Records contained in a dataset
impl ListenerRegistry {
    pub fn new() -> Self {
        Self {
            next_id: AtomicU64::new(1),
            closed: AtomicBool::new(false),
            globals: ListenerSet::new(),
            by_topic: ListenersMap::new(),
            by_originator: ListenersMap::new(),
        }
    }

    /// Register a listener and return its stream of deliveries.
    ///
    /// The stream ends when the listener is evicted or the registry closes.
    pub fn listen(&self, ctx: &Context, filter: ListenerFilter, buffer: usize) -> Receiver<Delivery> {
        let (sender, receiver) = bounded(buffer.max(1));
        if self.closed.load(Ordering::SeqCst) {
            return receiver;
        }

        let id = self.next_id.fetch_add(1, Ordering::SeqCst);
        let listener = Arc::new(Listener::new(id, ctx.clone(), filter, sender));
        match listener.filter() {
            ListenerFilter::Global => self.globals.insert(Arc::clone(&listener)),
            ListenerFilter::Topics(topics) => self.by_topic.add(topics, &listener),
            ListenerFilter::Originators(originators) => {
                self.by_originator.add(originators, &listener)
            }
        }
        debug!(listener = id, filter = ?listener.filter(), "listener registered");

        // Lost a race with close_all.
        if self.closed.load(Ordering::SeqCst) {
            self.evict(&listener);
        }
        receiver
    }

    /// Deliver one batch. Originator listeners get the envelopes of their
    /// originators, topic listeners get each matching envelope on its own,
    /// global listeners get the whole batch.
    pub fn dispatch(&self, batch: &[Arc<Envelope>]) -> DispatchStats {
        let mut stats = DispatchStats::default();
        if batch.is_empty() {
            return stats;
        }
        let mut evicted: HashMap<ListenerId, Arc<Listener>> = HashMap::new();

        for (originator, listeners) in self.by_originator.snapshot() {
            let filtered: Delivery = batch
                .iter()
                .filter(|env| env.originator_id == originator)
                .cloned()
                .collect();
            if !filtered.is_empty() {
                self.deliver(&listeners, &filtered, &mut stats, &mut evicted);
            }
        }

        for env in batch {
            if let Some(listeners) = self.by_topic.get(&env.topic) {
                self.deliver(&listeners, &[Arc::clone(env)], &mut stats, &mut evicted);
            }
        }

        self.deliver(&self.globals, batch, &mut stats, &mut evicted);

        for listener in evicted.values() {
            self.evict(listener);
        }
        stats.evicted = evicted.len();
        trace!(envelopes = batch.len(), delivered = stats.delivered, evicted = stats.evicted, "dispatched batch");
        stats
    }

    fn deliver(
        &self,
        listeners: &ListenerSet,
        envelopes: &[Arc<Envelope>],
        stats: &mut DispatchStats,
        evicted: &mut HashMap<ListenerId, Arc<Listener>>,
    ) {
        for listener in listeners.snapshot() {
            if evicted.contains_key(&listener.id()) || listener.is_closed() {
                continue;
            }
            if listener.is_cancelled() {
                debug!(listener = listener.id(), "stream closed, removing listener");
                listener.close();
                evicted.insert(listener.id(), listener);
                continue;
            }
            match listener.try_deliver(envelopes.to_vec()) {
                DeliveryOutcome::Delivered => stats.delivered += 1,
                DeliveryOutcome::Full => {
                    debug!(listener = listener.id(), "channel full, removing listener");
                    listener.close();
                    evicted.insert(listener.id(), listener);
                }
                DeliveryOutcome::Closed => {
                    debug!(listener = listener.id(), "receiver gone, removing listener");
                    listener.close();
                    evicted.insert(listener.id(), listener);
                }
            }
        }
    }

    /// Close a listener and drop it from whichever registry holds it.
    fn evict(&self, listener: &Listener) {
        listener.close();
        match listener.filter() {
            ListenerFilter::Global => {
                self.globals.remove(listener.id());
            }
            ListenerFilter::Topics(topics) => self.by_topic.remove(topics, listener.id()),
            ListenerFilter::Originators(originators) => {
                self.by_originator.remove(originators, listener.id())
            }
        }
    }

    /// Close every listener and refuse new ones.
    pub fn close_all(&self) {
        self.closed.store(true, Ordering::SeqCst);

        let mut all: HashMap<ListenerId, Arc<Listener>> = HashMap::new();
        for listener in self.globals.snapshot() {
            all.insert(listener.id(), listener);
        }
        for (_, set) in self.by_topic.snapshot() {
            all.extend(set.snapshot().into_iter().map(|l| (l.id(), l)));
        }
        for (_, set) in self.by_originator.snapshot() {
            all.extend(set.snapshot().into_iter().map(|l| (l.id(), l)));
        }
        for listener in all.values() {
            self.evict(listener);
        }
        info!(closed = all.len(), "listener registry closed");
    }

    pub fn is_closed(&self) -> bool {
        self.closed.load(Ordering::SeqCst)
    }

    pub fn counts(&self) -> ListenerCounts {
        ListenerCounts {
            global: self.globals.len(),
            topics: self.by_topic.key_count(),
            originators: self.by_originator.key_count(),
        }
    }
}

### WORK INSTRUCTIONS
Would you return the full set of entries, unchanged in every detail?

### REPLY TO THE EXERCISE
impl ListenerRegistry {
    pub fn new() -> Self {
        Self {
            next_id: AtomicU64::new(1),
            closed: AtomicBool::new(false),
            globals: ListenerSet::new(),
            by_topic: ListenersMap::new(),
            by_originator: ListenersMap::new(),
        }
    }

    /// Register a listener and return its stream of deliveries.
    ///
    /// The stream ends when the listener is evicted or the registry closes.
    pub fn listen(&self, ctx: &Context, filter: ListenerFilter, buffer: usize) -> Receiver<Delivery> {
        let (sender, receiver) = bounded(buffer.max(1));
        if self.closed.load(Ordering::SeqCst) {
            return receiver;
        }

        let id = self.next_id.fetch_add(1, Ordering::SeqCst);
        let listener = Arc::new(Listener::new(id, ctx.clone(), filter, sender));
        match listener.filter() {
            ListenerFilter::Global => self.globals.insert(Arc::clone(&listener)),
            ListenerFilter::Topics(topics) => self.by_topic.add(topics, &listener),
            ListenerFilter::Originators(originators) => {
                self.by_originator.add(originators, &listener)
            }
        }
        debug!(listener = id, filter = ?listener.filter(), "listener registered");

        // Lost a race with close_all.
        if self.closed.load(Ordering::SeqCst) {
            self.evict(&listener);
        }
        receiver
    }

    /// Deliver one batch. Originator listeners get the envelopes of their
    /// originators, topic listeners get each matching envelope on its own,
    /// global listeners get the whole batch.
    pub fn dispatch(&self, batch: &[Arc<Envelope>]) -> DispatchStats {
        let mut stats = DispatchStats::default();
        if batch.is_empty() {
            return stats;
        }
        let mut evicted: HashMap<ListenerId, Arc<Listener>> = HashMap::new();

        for (originator, listeners) in self.by_originator.snapshot() {
            let filtered: Delivery = batch
                .iter()
                .filter(|env| env.originator_id == originator)
                .cloned()
                .collect();
            if !filtered.is_empty() {
                self.deliver(&listeners, &filtered, &mut stats, &mut evicted);
            }
        }

        for env in batch {
            if let Some(listeners) = self.by_topic.get(&env.topic) {
                self.deliver(&listeners, &[Arc::clone(env)], &mut stats, &mut evicted);
            }
        }

        self.deliver(&self.globals, batch, &mut stats, &mut evicted);

        for listener in evicted.values() {
            self.evict(listener);
        }
        stats.evicted = evicted.len();
        trace!(envelopes = batch.len(), delivered = stats.delivered, evicted = stats.evicted, "dispatched batch");
        stats
    }

    fn deliver(
        &self,
        listeners: &ListenerSet,
        envelopes: &[Arc<Envelope>],
        stats: &mut DispatchStats,
        evicted: &mut HashMap<ListenerId, Arc<Listener>>,
    ) {
        for listener in listeners.snapshot() {
            if evicted.contains_key(&listener.id()) || listener.is_closed() {
                continue;
            }
            if listener.is_cancelled() {
                debug!(listener = listener.id(), "stream closed, removing listener");
                listener.close();
                evicted.insert(listener.id(), listener);
                continue;
            }
            match listener.try_deliver(envelopes.to_vec()) {
                DeliveryOutcome::Delivered => stats.delivered += 1,
                DeliveryOutcome::Full => {
                    debug!(listener = listener.id(), "channel full, removing listener");
                    listener.close();
                    evicted.insert(listener.id(), listener);
                }
                DeliveryOutcome::Closed => {
                    debug!(listener = listener.id(), "receiver gone, removing listener");
                    listener.close();
                    evicted.insert(listener.id(), listener);
                }
            }
        }
    }

    /// Close a listener and drop it from whichever registry holds it.
    fn evict(&self, listener: &Listener) {
        listener.close();
        match listener.filter() {
            ListenerFilter::Global => {
                self.globals.remove(listener.id());
            }
            ListenerFilter::Topics(topics) => self.by_topic.remove(topics, listener.id()),
            ListenerFilter::Originators(originators) => {
                self.by_originator.remove(originators, listener.id())
            }
        }
    }

    /// Close every listener and refuse new ones.
    pub fn close_all(&self) {
        self.closed.store(true, Ordering::SeqCst);

        let mut all: HashMap<ListenerId, Arc<Listener>> = HashMap::new();
        for listener in self.globals.snapshot() {
            all.insert(listener.id(), listener);
        }
        for (_, set) in self.by_topic.snapshot() {
            all.extend(set.snapshot().into_iter().map(|l| (l.id(), l)));
        }
        for (_, set) in self.by_originator.snapshot() {
            all.extend(set.snapshot().into_iter().map(|l| (l.id(), l)));
        }
        for listener in all.values() {
            self.evict(listener);
        }
        info!(closed = all.len(), "listener registry closed");
    }

    pub fn is_closed(&self) -> bool {
        self.closed.load(Ordering::SeqCst)
    }

    pub fn counts(&self) -> ListenerCounts {
        ListenerCounts {
            global: self.globals.len(),
            topics: self.by_topic.key_count(),
            originators: self.by_originator.key_count(),
        }
    }
}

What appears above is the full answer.